++++ RECORDS TO PROCESS
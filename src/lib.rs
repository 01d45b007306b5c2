// chaksu - A minimal desktop image viewer
// Library half: the config language plus the settings and state built on it

pub mod app;
pub mod cli;
pub mod color;
pub mod config;
pub mod images;
pub mod keys;
pub mod settings;

pub use config::{ConfigError, Diagnostic, Store, Value, ValueKind};
pub use settings::Settings;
++++++++
REQUIREMENT: A faithful copy of all the records is required.

OUTPUT:
filename src/lib.rs
repository 01d45b007306b5c2
// chaksu - A minimal desktop image viewer
// Library half: the config language plus the settings and state built on it

pub mod app;
pub mod cli;
pub mod color;
pub mod config;
pub mod images;
pub mod keys;
pub mod settings;

pub use config::{ConfigError, Diagnostic, Store, Value, ValueKind};
pub use settings::Settings;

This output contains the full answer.